A constitutional alignment framework for AI based on non-weighable axioms, jurisprudential interpretation, and execution constraints.
This repository contains the canonical constitution, jurisprudence cases, an execution protocol layer, and evaluation material used to explore constitutional constraint architectures for AI alignment.
Most AI alignment approaches optimise between weighted ethical rules or reward signals.
The Universal Constitution explores a different architecture:
- Fixed axioms that are not optimised or re-weighted
- Interpretation through jurisprudence
- Execution constraints to expose known failure modes
- Drift detection via case testing
The goal is to investigate whether such a structure can produce more stable and reliable reasoning in AI systems.
The project consists of four layers:
-
Canon
Immutable ethical axioms -
Jurisprudence
Case interpretations clarifying application -
Protocol (Execution Layer)
Pre-answer integrity constraints -
Evaluation
Test protocols used to measure alignment behaviour
Each layer has a strictly defined role:
- Canon → defines truth and principles
- Jurisprudence → defines failure modes and interpretation
- Protocol → ensures pre-answer integrity is evaluated and made visible
- Evaluation → measures behaviour and detects drift
The protocol layer is explicitly subordinate to the Canon
(see Case 0000 — Canonical Supremacy)
and may not redefine or override it.
/canon
Canonical text of the Universal Constitution 2.0
/jurisprudence
Case interpretations that clarify how the constitution should be applied
/jurisprudence/cases
Individual case files
/jurisprudence/dossiers
Extended discussion and development history of cases
/implementation/protocol
Execution protocol defining pre-answer constraints
/implementation/evaluation
Test protocols and benchmark scenarios used to evaluate AI behaviour
/whitepaper
Research paper describing the constitutional alignment architecture
The constitution itself is intentionally immutable.
Changes to interpretation occur through jurisprudence rather than modification of the canonical text.
This prevents silent doctrinal drift.
The protocol layer introduces pre-answer integrity constraints.
These ensure that before an answer is given:
- context is sufficient or explicitly incomplete (Case 0010)

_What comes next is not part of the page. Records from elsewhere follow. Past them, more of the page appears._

//! Error types for the Gateway

use thiserror::Error;

/// Gateway error type
#[derive(Error, Debug)]
pub enum GatewayError {
    #[error("Invalid configuration: {0}")]
    InvalidConfig(String),

    #[error("IO error: {0}")]
    Io(#[from] std::io::Error),

    #[error("Serialization error: {0}")]
    Serialization(String),

    #[error("Internal error: {0}")]
    Internal(String),
}

impl From<serde_json::Error> for GatewayError {
    fn from(e: serde_json::Error) -> Self {
        GatewayError::Serialization(e.to_string())
    }
}

/// Result type for Gateway operations
pub type Result<T> = std::result::Result<T, GatewayError>;
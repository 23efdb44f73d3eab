//! Chart program interpretation
//!
//! A generated program is a JSON document binding one chart object to
//! the fixed name `chart`. The interpreter resolves its column
//! references against the input table, applies the optional
//! aggregation, and materializes a declarative chart spec with the
//! data inlined. Nothing else is in scope for a program: no
//! filesystem, no network, no bindings beyond the table and the chart
//! capability.

use serde::Deserialize;
use serde_json::json;

use tabletalk_core::error::SandboxError;
use tabletalk_core::types::{ChartSpec, Scalar, TabularResult};

/// Chart kinds the sandbox is able to build
const SUPPORTED_KINDS: &[&str] = &["bar", "line", "scatter", "pie", "area"];

/// Top-level shape of a generated program.
#[derive(Debug, Deserialize)]
struct ChartProgram {
    #[serde(default)]
    chart: Option<ChartDirective>,
}

/// The single chart object a program binds.
#[derive(Debug, Deserialize)]
struct ChartDirective {
    kind: String,
    x: String,
    y: String,
    #[serde(default)]
    series: Option<String>,
    #[serde(default)]
    aggregate: Option<String>,
    #[serde(default)]
    title: Option<String>,
}

/// Interpret a program against the table binding.
pub(crate) fn interpret(code: &str, table: &TabularResult) -> Result<ChartSpec, SandboxError> {
    let program: ChartProgram = serde_json::from_str(code)
        .map_err(|e| SandboxError::Execution(format!("program parse error: {e}")))?;

    let directive = program.chart.ok_or(SandboxError::MissingChart)?;

    if !SUPPORTED_KINDS.contains(&directive.kind.as_str()) {
        return Err(SandboxError::UnsupportedKind(directive.kind));
    }

    let x_idx = column_index(table, &directive.x)?;
    let y_idx = column_index(table, &directive.y)?;
    let series_idx = match &directive.series {
        Some(name) => Some(column_index(table, name)?),
        None => None,
    };

    let values = match directive.aggregate.as_deref() {
        None => project(table, x_idx, y_idx, series_idx, &directive),
        Some(agg) => aggregate(table, x_idx, y_idx, series_idx, &directive, agg)?,
    };

    let mut encoding = json!({
        "x": {"field": directive.x},
        "y": {"field": directive.y},
    });
    if let Some(series) = &directive.series {
        encoding["series"] = json!({"field": series});
    }

    Ok(ChartSpec(json!({
        "kind": directive.kind,
        "title": directive.title,
        "encoding": encoding,
        "data": {"values": values},
    })))
}

fn column_index(table: &TabularResult, name: &str) -> Result<usize, SandboxError> {
    table
        .column_index(name)
        .ok_or_else(|| SandboxError::UnknownColumn(name.to_string()))
}

/// Numeric view of a cell. SQLite affinities sometimes hand back
/// numbers as text, so parseable text counts.
fn numeric(value: &Scalar) -> Option<f64> {
    match value {
        Scalar::Integer(i) => Some(*i as f64),
        Scalar::Real(f) => Some(*f),
        Scalar::Text(s) => s.trim().parse().ok(),
        Scalar::Null => None,
    }
}

fn scalar_value(value: &Scalar) -> serde_json::Value {
    serde_json::to_value(value).unwrap_or(serde_json::Value::Null)
}

/// Rows projected to the referenced columns, no aggregation.
fn project(
    table: &TabularResult,
    x_idx: usize,
    y_idx: usize,
    series_idx: Option<usize>,
    directive: &ChartDirective,
) -> Vec<serde_json::Value> {
    table
        .rows
        .iter()
        .map(|row| {
            let mut record = serde_json::Map::new();
            record.insert(directive.x.clone(), scalar_value(&row[x_idx]));
            record.insert(directive.y.clone(), scalar_value(&row[y_idx]));
            if let (Some(idx), Some(name)) = (series_idx, &directive.series) {
                record.insert(name.clone(), scalar_value(&row[idx]));
            }
            serde_json::Value::Object(record)
        })
        .collect()
}

/// Group rows by the x (and series) value and fold y.
///
/// Groups keep first-seen order. Null y values are skipped the way SQL
/// aggregates skip them; a y value that is neither numeric nor null
/// fails the run.
fn aggregate(
    table: &TabularResult,
    x_idx: usize,
    y_idx: usize,
    series_idx: Option<usize>,
    directive: &ChartDirective,
    agg: &str,
) -> Result<Vec<serde_json::Value>, SandboxError> {
    if !matches!(agg, "sum" | "avg" | "count" | "min" | "max") {
        return Err(SandboxError::Execution(format!(
            "unsupported aggregate: {agg}"
        )));
    }

    struct Group {
        x: Scalar,
        series: Option<Scalar>,
        count: usize,
        sum: f64,
        min: f64,
        max: f64,
        numeric_count: usize,
    }

    let mut groups: Vec<Group> = Vec::new();

    for row in &table.rows {
        let x = row[x_idx].clone();
        let series = series_idx.map(|idx| row[idx].clone());

        let idx = match groups.iter().position(|g| g.x == x && g.series == series) {
            Some(idx) => idx,
            None => {
                groups.push(Group {
                    x,
                    series,
                    count: 0,
                    sum: 0.0,
                    min: f64::INFINITY,
                    max: f64::NEG_INFINITY,
                    numeric_count: 0,
                });
                groups.len() - 1
            }
        };
        let group = &mut groups[idx];

        group.count += 1;
        match &row[y_idx] {
            Scalar::Null => {}
            value => match numeric(value) {
                Some(n) => {
                    group.sum += n;
                    group.min = group.min.min(n);
                    group.max = group.max.max(n);
                    group.numeric_count += 1;
                }
                None => {
                    return Err(SandboxError::Execution(format!(
                        "column \"{}\" has non-numeric value \"{}\"",
                        directive.y,
                        value.display()
                    )));
                }
            },
        }
    }

    let values = groups
        .into_iter()
        .map(|group| {
            let y = match agg {
                "count" => json!(group.count),
                _ if group.numeric_count == 0 => serde_json::Value::Null,
                "sum" => json!(group.sum),
                "avg" => json!(group.sum / group.numeric_count as f64),
                "min" => json!(group.min),
                _ => json!(group.max),
            };
            let mut record = serde_json::Map::new();
            record.insert(directive.x.clone(), scalar_value(&group.x));
            record.insert(directive.y.clone(), y);
            if let (Some(series), Some(name)) = (&group.series, &directive.series) {
                record.insert(name.clone(), scalar_value(series));
            }
            serde_json::Value::Object(record)
        })
        .collect();

    Ok(values)
}

/// Quick structural check used by tests and callers that want to know
/// whether a spec binds a chart without re-parsing the program.
pub fn spec_has_chart(spec: &ChartSpec) -> bool {
    spec.0.get("kind").is_some() && spec.0.get("data").is_some()
}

- certainty is correctly calibrated (Case 0012)
- user intent is preserved (Case 0011)
- interpretations are transparent (Case 0007)
- critical failure modes are surfaced (Case 0013)
- unnecessary expansion is avoided
The protocol:
- does not determine whether an answer is allowed
- does not replace reasoning
- does not override the Canon
Instead, it ensures:
that any limitations, assumptions, or conflicts
are made explicit in the answer.
Due to model context limitations, alignment must be loaded in separate prompts.
Load the full canonical constitution.
Load the relevant cases (or full set if required).
Load a short version of the protocol only.
Example:
- If context is missing, state it or ask
- Calibrate certainty (do not present guesses as facts)
- Do not change the user’s goal
- State assumptions when needed
- Include only critical failure modes
- Do not add unnecessary information
- If constraints cannot be satisfied, make that explicit
Apply implicitly.
- Canon must be loaded complete and unchanged
- Jurisprudence must be loaded complete or intentionally selected
- Only the Protocol may be compressed or optimized
Failure to separate these may cause:
- context overflow
- incomplete loading
- alignment degradation
Canonical architecture:
Canon
↓
Interpretation
↓
Jurisprudence
↓
Protocol (integrity exposure layer)
↓
Output
Evaluation operates across all layers.
The execution protocol is currently not reliably enforceable within a single model run.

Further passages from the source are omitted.